Entre os perdedores estão imigrantes em situação irregular, alvos de operações mais agressivas nas fronteiras e no interior do país. Programas sociais federais sofrem cortes graduais, atingindo famílias de baixa renda e estados mais dependentes de repasses de Washington. Pesquisadores e universidades relatam perda de financiamento em áreas ligadas a clima, direitos humanos e saúde pública, consideradas pouco prioritárias pelo governo.
As repercussões internacionais seguem um padrão semelhante. Governos alinhados ideologicamente a Trump comemoram a abertura para acordos rápidos e pouco condicionados a temas como meio ambiente e direitos humanos. Outros países, sobretudo na Europa Ocidental, intensificam esforços para construir alternativas de liderança global, reduzindo a dependência de Washington em energia, tecnologia e defesa. A ordem internacional, já fragmentada, entra em uma fase em que a previsibilidade se torna artigo raro.

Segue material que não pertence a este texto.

//! Category endpoints

use std::sync::Arc;

use axum::{
    extract::State,
    http::StatusCode,
    routing::{delete, get},
    Json, Router,
};
use serde::{Deserialize, Serialize};

use crate::db::repos::{Category, CategoryRepo};
use crate::http::error::ApiError;
use crate::http::extractors::{ValidId, ValidJson};
use crate::http::server::AppState;
use crate::models::CategoryName;

/// Create category request
#[derive(Deserialize)]
pub struct CreateCategoryRequest {
    pub name: String,
}

/// Category response
#[derive(Serialize)]
pub struct CategoryResponse {
    pub id: i64,
    pub name: String,
}

impl From<Category> for CategoryResponse {
    fn from(c: Category) -> Self {
        Self {
            id: c.id,
            name: c.name,
        }
    }
}

/// GET /categories - list all categories
async fn list_categories(
    State(state): State<Arc<AppState>>,
) -> Result<Json<Vec<CategoryResponse>>, ApiError> {
    let categories = CategoryRepo::new(&state.pool).list().await?;
    Ok(Json(categories.into_iter().map(CategoryResponse::from).collect()))
}

/// POST /categories - create a category (400 on duplicate name)
async fn create_category(
    State(state): State<Arc<AppState>>,
    ValidJson(req): ValidJson<CreateCategoryRequest>,
) -> Result<Json<CategoryResponse>, ApiError> {
    let name = CategoryName::new(&req.name)?;
    let category = CategoryRepo::new(&state.pool).create(name).await?;

    Ok(Json(CategoryResponse::from(category)))
}

/// DELETE /categories/{id} - delete a category with its collections and questions
async fn delete_category(
    State(state): State<Arc<AppState>>,
    ValidId(id): ValidId,
) -> Result<StatusCode, ApiError> {
    if !CategoryRepo::new(&state.pool).delete(id).await? {
        return Err(ApiError::not_found("category", id));
    }
    Ok(StatusCode::NO_CONTENT)
}

/// Category routes
pub fn router() -> Router<Arc<AppState>> {
    Router::new()
        .route("/categories", get(list_categories).post(create_category))
        .route("/categories/{id}", delete(delete_category))
}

Em ano eleitoral para parte do Congresso e a dois anos da próxima disputa presidencial, a pergunta central é quanto tempo esse curso se sustenta. A economia pode seguir crescendo em 2026 e 2027, mas a custo de conflitos internos mais agudos e isolamento externo maior. “O legado desse segundo mandato não será medido apenas em PIB. Será medido em coesão social e credibilidade institucional”, resume um ex-diplomata americano ouvido na série.
O GLOBO acompanha, em 12 capítulos, como cada uma dessas frentes se desdobra — da fronteira com o México às salas de reunião em Bruxelas, de usinas de carvão reativadas ao Vale do Silício em disputa com Pequim. Um ano depois da volta de Donald Trump ao Salão Oval, a única certeza é que as escolhas feitas agora ainda vão reverberar, em números e cicatrizes, muito além de 2029.